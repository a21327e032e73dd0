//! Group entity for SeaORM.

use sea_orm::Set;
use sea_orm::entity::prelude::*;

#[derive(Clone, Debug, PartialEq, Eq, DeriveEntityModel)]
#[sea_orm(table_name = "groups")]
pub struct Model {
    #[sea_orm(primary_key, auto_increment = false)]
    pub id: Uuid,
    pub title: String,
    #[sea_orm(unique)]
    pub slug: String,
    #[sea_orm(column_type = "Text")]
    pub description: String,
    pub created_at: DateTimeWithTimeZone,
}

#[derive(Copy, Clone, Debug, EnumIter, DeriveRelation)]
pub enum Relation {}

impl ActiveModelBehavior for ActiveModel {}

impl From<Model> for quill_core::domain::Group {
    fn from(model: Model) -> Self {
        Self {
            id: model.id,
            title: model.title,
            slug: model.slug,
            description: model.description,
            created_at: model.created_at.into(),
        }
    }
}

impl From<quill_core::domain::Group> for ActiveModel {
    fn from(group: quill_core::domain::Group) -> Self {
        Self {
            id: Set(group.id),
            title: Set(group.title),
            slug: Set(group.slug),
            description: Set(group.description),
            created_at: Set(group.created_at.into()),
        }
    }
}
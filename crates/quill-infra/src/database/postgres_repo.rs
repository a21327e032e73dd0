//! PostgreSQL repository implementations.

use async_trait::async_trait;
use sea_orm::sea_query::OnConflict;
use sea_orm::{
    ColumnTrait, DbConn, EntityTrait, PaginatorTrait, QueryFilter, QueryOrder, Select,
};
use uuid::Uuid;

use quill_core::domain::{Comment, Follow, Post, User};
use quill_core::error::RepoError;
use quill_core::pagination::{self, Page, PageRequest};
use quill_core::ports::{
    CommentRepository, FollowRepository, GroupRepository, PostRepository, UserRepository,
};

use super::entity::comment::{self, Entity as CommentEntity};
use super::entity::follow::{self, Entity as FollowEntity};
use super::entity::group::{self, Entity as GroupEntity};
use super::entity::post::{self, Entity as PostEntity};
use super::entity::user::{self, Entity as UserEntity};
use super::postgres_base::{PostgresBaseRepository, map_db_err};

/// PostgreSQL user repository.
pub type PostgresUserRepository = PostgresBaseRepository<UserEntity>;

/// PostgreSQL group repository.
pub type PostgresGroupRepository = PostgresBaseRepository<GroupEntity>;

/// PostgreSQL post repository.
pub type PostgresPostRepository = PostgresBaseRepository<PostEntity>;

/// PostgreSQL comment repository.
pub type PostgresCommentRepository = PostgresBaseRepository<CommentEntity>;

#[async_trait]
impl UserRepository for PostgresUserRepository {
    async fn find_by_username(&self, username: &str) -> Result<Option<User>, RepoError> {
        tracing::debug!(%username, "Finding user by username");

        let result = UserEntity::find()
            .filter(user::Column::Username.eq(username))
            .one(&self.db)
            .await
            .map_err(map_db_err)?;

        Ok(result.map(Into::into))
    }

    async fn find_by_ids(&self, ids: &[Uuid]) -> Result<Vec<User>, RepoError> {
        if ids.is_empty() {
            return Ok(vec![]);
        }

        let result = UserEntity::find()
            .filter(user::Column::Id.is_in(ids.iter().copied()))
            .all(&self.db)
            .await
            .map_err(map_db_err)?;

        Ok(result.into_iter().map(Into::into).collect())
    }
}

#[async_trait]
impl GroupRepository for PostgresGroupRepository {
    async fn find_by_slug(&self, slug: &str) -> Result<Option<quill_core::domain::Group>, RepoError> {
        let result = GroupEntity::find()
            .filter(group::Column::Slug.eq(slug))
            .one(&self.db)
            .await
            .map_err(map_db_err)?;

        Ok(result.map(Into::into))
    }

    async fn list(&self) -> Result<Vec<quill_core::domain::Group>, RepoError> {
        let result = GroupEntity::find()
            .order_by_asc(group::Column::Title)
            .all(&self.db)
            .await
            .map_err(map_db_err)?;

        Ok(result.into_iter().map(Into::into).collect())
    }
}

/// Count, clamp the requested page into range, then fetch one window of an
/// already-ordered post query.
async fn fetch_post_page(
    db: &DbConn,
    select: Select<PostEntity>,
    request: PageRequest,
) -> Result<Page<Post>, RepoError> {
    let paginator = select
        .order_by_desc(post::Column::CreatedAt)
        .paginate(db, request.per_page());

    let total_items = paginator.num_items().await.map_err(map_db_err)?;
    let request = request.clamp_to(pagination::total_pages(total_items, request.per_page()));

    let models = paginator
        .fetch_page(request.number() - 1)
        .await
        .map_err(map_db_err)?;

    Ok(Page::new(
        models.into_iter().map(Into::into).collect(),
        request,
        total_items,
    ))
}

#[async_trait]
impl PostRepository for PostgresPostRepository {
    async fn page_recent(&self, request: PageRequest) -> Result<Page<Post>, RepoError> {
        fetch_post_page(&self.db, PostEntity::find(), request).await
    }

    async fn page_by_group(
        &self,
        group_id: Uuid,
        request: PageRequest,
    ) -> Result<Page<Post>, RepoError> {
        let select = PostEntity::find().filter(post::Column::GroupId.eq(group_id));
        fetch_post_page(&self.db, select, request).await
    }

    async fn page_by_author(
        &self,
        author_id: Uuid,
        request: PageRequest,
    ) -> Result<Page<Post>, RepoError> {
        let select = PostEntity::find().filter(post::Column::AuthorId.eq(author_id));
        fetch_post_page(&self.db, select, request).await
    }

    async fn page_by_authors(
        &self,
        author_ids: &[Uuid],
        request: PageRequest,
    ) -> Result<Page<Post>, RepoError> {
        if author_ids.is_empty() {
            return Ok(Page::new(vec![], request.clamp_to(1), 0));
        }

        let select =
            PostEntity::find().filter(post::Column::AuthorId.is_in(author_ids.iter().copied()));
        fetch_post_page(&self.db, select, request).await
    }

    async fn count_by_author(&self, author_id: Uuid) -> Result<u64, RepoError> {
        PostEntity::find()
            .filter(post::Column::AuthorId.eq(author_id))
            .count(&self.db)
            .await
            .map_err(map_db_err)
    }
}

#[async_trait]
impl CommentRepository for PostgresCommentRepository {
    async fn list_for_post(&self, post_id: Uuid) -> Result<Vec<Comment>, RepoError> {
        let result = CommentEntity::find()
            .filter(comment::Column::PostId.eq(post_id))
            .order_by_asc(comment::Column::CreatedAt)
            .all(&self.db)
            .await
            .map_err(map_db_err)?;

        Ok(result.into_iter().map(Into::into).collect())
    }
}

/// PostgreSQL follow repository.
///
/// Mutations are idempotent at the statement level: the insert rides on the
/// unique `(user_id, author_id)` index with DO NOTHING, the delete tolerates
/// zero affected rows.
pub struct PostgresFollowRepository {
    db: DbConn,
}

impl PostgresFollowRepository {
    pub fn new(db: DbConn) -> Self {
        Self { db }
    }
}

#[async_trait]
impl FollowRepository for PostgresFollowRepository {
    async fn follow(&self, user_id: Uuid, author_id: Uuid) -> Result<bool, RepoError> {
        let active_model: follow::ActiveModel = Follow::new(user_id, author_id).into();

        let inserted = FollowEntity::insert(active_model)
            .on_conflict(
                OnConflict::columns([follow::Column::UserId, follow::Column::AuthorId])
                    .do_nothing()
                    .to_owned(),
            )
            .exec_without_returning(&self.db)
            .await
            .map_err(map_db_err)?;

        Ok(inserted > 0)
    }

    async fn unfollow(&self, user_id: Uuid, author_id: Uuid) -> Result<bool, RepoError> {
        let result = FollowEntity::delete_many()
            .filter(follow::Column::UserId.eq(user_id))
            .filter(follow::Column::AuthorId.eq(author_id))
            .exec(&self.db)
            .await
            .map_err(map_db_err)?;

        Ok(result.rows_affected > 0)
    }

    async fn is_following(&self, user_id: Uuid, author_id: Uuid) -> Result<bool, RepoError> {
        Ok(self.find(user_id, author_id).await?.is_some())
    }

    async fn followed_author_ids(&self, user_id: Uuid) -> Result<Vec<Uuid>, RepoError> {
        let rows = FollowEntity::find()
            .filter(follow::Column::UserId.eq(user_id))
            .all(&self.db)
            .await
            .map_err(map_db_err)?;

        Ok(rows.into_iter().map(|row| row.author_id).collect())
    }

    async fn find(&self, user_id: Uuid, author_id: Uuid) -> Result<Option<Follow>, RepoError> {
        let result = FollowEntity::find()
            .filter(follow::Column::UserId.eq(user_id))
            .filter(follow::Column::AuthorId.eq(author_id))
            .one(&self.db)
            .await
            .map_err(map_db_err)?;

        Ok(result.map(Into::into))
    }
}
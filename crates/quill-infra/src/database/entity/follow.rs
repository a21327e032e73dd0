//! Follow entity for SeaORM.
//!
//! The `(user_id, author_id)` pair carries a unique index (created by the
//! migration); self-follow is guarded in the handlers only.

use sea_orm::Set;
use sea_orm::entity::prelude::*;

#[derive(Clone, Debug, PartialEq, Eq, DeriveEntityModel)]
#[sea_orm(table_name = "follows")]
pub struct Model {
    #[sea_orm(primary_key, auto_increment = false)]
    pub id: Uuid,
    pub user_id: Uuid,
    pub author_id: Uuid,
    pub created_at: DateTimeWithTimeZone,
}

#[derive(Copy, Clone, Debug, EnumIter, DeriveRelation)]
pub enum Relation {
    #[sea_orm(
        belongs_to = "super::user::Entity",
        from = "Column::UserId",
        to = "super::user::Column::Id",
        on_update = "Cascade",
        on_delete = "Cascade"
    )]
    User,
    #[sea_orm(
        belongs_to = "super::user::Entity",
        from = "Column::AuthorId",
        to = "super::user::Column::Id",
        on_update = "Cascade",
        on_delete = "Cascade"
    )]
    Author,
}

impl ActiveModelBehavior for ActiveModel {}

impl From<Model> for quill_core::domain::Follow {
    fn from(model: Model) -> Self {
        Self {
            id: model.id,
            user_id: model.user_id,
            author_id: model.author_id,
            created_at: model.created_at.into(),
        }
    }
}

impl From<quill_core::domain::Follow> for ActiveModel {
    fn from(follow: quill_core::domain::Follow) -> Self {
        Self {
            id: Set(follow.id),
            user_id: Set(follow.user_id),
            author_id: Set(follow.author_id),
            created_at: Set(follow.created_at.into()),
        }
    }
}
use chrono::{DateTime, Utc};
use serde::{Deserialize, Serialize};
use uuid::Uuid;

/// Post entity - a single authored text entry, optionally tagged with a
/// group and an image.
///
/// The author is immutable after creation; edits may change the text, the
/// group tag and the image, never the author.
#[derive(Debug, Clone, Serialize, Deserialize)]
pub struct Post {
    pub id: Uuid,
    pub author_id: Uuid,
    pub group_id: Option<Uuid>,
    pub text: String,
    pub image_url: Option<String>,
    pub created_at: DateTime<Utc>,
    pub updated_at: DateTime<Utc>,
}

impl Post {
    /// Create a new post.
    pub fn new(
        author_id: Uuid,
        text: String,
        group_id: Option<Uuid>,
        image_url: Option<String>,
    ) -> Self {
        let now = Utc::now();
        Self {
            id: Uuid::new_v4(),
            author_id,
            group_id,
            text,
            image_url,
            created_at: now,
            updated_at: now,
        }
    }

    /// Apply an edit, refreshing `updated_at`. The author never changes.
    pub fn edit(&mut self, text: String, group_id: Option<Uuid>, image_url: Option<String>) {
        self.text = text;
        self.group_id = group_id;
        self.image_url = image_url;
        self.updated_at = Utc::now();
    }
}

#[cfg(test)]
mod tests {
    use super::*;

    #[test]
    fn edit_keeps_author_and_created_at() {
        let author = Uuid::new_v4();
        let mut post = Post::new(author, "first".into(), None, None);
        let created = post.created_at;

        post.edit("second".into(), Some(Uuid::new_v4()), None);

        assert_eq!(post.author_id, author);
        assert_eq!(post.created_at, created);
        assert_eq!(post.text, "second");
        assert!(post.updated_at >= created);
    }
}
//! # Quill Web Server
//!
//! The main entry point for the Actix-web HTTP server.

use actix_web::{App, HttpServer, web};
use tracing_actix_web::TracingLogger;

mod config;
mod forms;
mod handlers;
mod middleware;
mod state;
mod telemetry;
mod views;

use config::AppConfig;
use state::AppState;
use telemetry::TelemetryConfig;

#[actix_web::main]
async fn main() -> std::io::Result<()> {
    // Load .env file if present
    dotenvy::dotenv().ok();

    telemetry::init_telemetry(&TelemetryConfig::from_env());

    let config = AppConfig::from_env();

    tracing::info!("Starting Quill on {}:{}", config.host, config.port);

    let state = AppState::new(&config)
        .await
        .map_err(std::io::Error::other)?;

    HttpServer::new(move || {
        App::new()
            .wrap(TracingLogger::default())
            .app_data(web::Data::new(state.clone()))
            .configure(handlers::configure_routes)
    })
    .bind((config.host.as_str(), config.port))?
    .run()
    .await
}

• • • • • • •

Work to be completed: Search the entries for the word "description". Copy every line where it occurs.

Answer to the exercise:
    pub description: String,
            description: model.description,
            description: Set(group.description),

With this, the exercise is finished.